### What the task asks:
Report each line of the records where "BTreeSet" occurs.
BEGIN Information given
#![allow(dead_code)]

use chrono::{DateTime, Local, NaiveDate, TimeZone};
use regex::Regex;
use std::cell::{Cell, RefCell};
use std::collections::{BTreeMap, BTreeSet, VecDeque};
use std::path::{Component, Path, PathBuf};

use upa_core::{Confirm, MediaFileService, ServiceError};

#[derive(Debug, Clone)]
pub struct FakeFile {
    pub content: String,
    pub created: DateTime<Local>,
}

/// In-memory media service that records every mutating call.
pub struct FakeService {
    files: RefCell<BTreeMap<PathBuf, FakeFile>>,
    dirs: RefCell<BTreeSet<PathBuf>>,
    supported: Vec<String>,
    pub mutations: RefCell<Vec<String>>,
    /// Paths whose removal fails.
    pub locked: RefCell<BTreeSet<PathBuf>>,
    /// Sources whose copy/move fails.
    pub broken: RefCell<BTreeSet<PathBuf>>,
    /// Files whose creation time cannot be read.
    pub broken_times: RefCell<BTreeSet<PathBuf>>,
}

/// Resolve `.` and `..` without touching any filesystem.
fn normalize(path: &Path) -> PathBuf {
    let mut out = PathBuf::new();
    for component in path.components() {
        match component {
            Component::CurDir => {}
            Component::ParentDir => {
                out.pop();
            }
            other => out.push(other),
        }
    }
    out
}

pub fn day(y: i32, m: u32, d: u32) -> DateTime<Local> {
    let naive = NaiveDate::from_ymd_opt(y, m, d)
        .unwrap()
        .and_hms_opt(12, 0, 0)
        .unwrap();
    Local.from_local_datetime(&naive).single().unwrap()
}

impl FakeService {
    pub fn new(supported: &[&str]) -> Self {
        Self {
            files: RefCell::new(BTreeMap::new()),
            dirs: RefCell::new(BTreeSet::new()),
            supported: supported.iter().map(|s| s.to_string()).collect(),
            mutations: RefCell::new(Vec::new()),
            locked: RefCell::new(BTreeSet::new()),
            broken: RefCell::new(BTreeSet::new()),
            broken_times: RefCell::new(BTreeSet::new()),
        }
    }

    pub fn with_dir(self, dir: &str) -> Self {
        self.dirs.borrow_mut().insert(PathBuf::from(dir));
        self
    }

    pub fn with_file(self, path: &str, content: &str, created: DateTime<Local>) -> Self {
        let path = PathBuf::from(path);
        if let Some(parent) = path.parent() {
            self.dirs.borrow_mut().insert(parent.to_path_buf());
        }
        self.files.borrow_mut().insert(
            path,
            FakeFile {
                content: content.to_string(),
                created,
            },
        );
        self
    }

    pub fn content(&self, path: &str) -> Option<String> {
        self.files
            .borrow()
            .get(Path::new(path))
            .map(|f| f.content.clone())
    }

    pub fn mutation_count(&self) -> usize {
        self.mutations.borrow().len()
    }

    fn log(&self, entry: String) {
        self.mutations.borrow_mut().push(entry);
    }

    fn get(&self, path: &Path) -> Result<FakeFile, ServiceError> {
        self.files
            .borrow()
            .get(&normalize(path))
            .cloned()
            .ok_or_else(|| ServiceError::NotFound(path.to_path_buf()))
    }

    fn fail_if_broken(&self, source: &Path) -> Result<(), ServiceError> {
        if self.broken.borrow().contains(source) {
            return Err(ServiceError::Io {
                path: source.to_path_buf(),
                message: "device error".to_string(),
            });
        }
        Ok(())
    }
}

impl MediaFileService for FakeService {
    fn exists(&self, path: &Path) -> bool {
        self.is_file(path) || self.is_dir(path)
    }

    fn is_file(&self, path: &Path) -> bool {
        self.files.borrow().contains_key(&normalize(path))
    }

    fn is_dir(&self, path: &Path) -> bool {
        self.dirs.borrow().contains(&normalize(path))
    }

    fn same_file(&self, a: &Path, b: &Path) -> bool {
        normalize(a) == normalize(b)
    }

    fn list_files(
        &self,
        dir: &Path,
        recursive: bool,
        pattern: &Regex,
    ) -> Result<Vec<PathBuf>, ServiceError> {
        Ok(self
            .files
            .borrow()
            .keys()
            .filter(|p| {
                if recursive {
                    p.starts_with(dir)
                } else {
                    p.parent() == Some(dir)
                }
            })
            .filter(|p| {
                let name = p.file_name().unwrap().to_string_lossy();
                pattern.is_match(&name)
            })
            .cloned()
            .collect())
    }

    fn supported_extensions(&self) -> &[String] {
        &self.supported
    }

    fn extension_of(&self, path: &Path) -> Result<String, ServiceError> {
        self.get(path)?;
        Ok(path
            .extension()
            .map(|e| e.to_string_lossy().into_owned())
            .unwrap_or_default())
    }

    fn creation_time(&self, path: &Path) -> Result<DateTime<Local>, ServiceError> {
        if self.broken_times.borrow().contains(path) {
            return Err(ServiceError::Io {
                path: path.to_path_buf(),
                message: "metadata unavailable".to_string(),
            });
        }
        Ok(self.get(path)?.created)
    }

    fn copy(&self, source: &Path, target: &Path) -> Result<(), ServiceError> {
        self.log(format!("copy {} {}", source.display(), target.display()));
        self.fail_if_broken(source)?;
        let file = self.get(source)?;
        self.files.borrow_mut().insert(normalize(target), file);
        Ok(())
    }

    fn move_file(&self, source: &Path, target: &Path) -> Result<(), ServiceError> {
        self.log(format!("move {} {}", source.display(), target.display()));
        self.fail_if_broken(source)?;
        let file = self.get(source)?;
        let mut files = self.files.borrow_mut();
        files.remove(&normalize(source));
        files.insert(normalize(target), file);
        Ok(())
    }

    fn remove(&self, path: &Path) -> Result<(), ServiceError> {
        self.log(format!("remove {}", path.display()));
        if self.locked.borrow().contains(path) {
            return Err(ServiceError::Io {
                path: path.to_path_buf(),
                message: "permission denied".to_string(),
            });
        }
        self.files.borrow_mut().remove(&normalize(path));
        Ok(())
    }

    fn make_directories(&self, path: &Path) -> Result<(), ServiceError> {
        self.log(format!("mkdir {}", path.display()));
        self.dirs.borrow_mut().insert(path.to_path_buf());
        Ok(())
    }
}

/// Confirmer that answers from a script and counts the questions asked.
pub struct ScriptedConfirm {
    answers: RefCell<VecDeque<bool>>,
    pub asked: Cell<usize>,
}

impl ScriptedConfirm {
    pub fn new(answers: &[bool]) -> Self {
        Self {
            answers: RefCell::new(answers.iter().copied().collect()),
            asked: Cell::new(0),
        }
    }
}

impl Confirm for ScriptedConfirm {
    fn confirm(&self, _message: &str) -> bool {
        self.asked.set(self.asked.get() + 1);
        self.answers.borrow_mut().pop_front().unwrap_or(false)
    }
}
END Information given
### Answer for the task:
use std::collections::{BTreeMap, BTreeSet, VecDeque};
    dirs: RefCell<BTreeSet<PathBuf>>,
    pub locked: RefCell<BTreeSet<PathBuf>>,
    pub broken: RefCell<BTreeSet<PathBuf>>,
    pub broken_times: RefCell<BTreeSet<PathBuf>>,
            dirs: RefCell::new(BTreeSet::new()),
            locked: RefCell::new(BTreeSet::new()),
            broken: RefCell::new(BTreeSet::new()),
            broken_times: RefCell::new(BTreeSet::new()),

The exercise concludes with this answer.